— AIM OF THE EXERCISE —
Copy, from the entries below, each line in which the string "Overflow" appears.

— MATERIAL PROVIDED —
────────────────

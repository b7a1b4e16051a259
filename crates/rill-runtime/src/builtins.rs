//! Builtin functions
//!
//! The minimal builtin library bound into the global scope before a run.
//! Hosts with richer needs register their own natives through
//! `api::native::NativeFunctionBuilder` and `Interpreter::set_global`; this
//! module is the reference instance of that collaborator.
//!
//! Two tiers: implemented natives, and recognized-but-unimplemented names
//! bound to placeholder values that fail only when invoked.

use crate::api::conversion::ToValue;
use crate::api::native::NativeFunctionBuilder;
use crate::interpreter::Interpreter;
use crate::value::{expect_integer, InternalError, Value};

/// Names that are recognized but intentionally not implemented.
/// Referencing them succeeds; calling them fails with an
/// unsupported-operation error.
const UNSUPPORTED: &[&str] = &[
    "open", "input", "eval", "exec", "type", "map", "filter", "min", "max", "sorted", "set",
    "repr", "globals", "locals",
];

/// Install the builtin library into the interpreter's global scope.
pub fn install(interpreter: &mut Interpreter) {
    interpreter.set_global("print", print_builtin());
    interpreter.set_global("range", range_builtin());
    interpreter.set_global("abs", abs_builtin());
    interpreter.set_global("len", len_builtin());
    interpreter.set_global("str", str_builtin());

    for name in UNSUPPORTED {
        interpreter.set_global(*name, Value::unsupported(*name));
    }
}

/// `print(...)` — stringifies each argument through its `__str__` member,
/// joins with spaces, writes a line to stdout, yields none.
fn print_builtin() -> Value {
    NativeFunctionBuilder::new("print")
        .variadic()
        .with_implementation(|args| {
            let rendered: Result<Vec<String>, InternalError> =
                args.iter().map(Value::stringify).collect();
            println!("{}", rendered?.join(" "));
            Ok(Value::none())
        })
        .build()
}

/// `range(stop)`, `range(start, stop)`, `range(start, stop, step)` — a new
/// list of integers.
fn range_builtin() -> Value {
    NativeFunctionBuilder::new("range")
        .variadic()
        .with_implementation(|args| {
            let (start, stop, step) = match args.len() {
                1 => (0, expect_integer(args, 0)?, 1),
                2 => (expect_integer(args, 0)?, expect_integer(args, 1)?, 1),
                3 => (
                    expect_integer(args, 0)?,
                    expect_integer(args, 1)?,
                    expect_integer(args, 2)?,
                ),
                found => {
                    return Err(InternalError::ArityMismatch { expected: 3, found });
                }
            };
            if step == 0 {
                return Err(InternalError::UnsupportedType {
                    expected: "non-zero step".to_string(),
                    found: "0".to_string(),
                });
            }

            let mut values = Vec::new();
            let mut current = start;
            while (step > 0 && current < stop) || (step < 0 && current > stop) {
                values.push(current);
                current = current.checked_add(step).ok_or(InternalError::Overflow)?;
            }
            Ok(values.to_value())
        })
        .build()
}

/// `abs(n)` — absolute value of an integer.
fn abs_builtin() -> Value {
    NativeFunctionBuilder::new("abs")
        .with_arity(1)
        .with_implementation(|args| {
            let n = expect_integer(args, 0)?;
            n.checked_abs()
                .map(Value::integer)
                .ok_or(InternalError::Overflow)
        })
        .build()
}

/// `len(value)` — element count of a list, character count of a string.
fn len_builtin() -> Value {
    NativeFunctionBuilder::new("len")
        .with_arity(1)
        .with_implementation(|args| match &args[0] {
            Value::List(list) => Ok(Value::integer(list.len() as i64)),
            Value::Str(s) => Ok(Value::integer(s.as_str().chars().count() as i64)),
            other => Err(InternalError::UnsupportedType {
                expected: "list or string".to_string(),
                found: other.type_name().to_string(),
            }),
        })
        .build()
}

/// `str(value)` — stringification through the value's `__str__` member.
fn str_builtin() -> Value {
    NativeFunctionBuilder::new("str")
        .with_arity(1)
        .with_implementation(|args| Ok(Value::string(args[0].stringify()?)))
        .build()
}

────────────────

— ANSWER SPACE —
                current = current.checked_add(step).ok_or(InternalError::Overflow)?;
                .ok_or(InternalError::Overflow)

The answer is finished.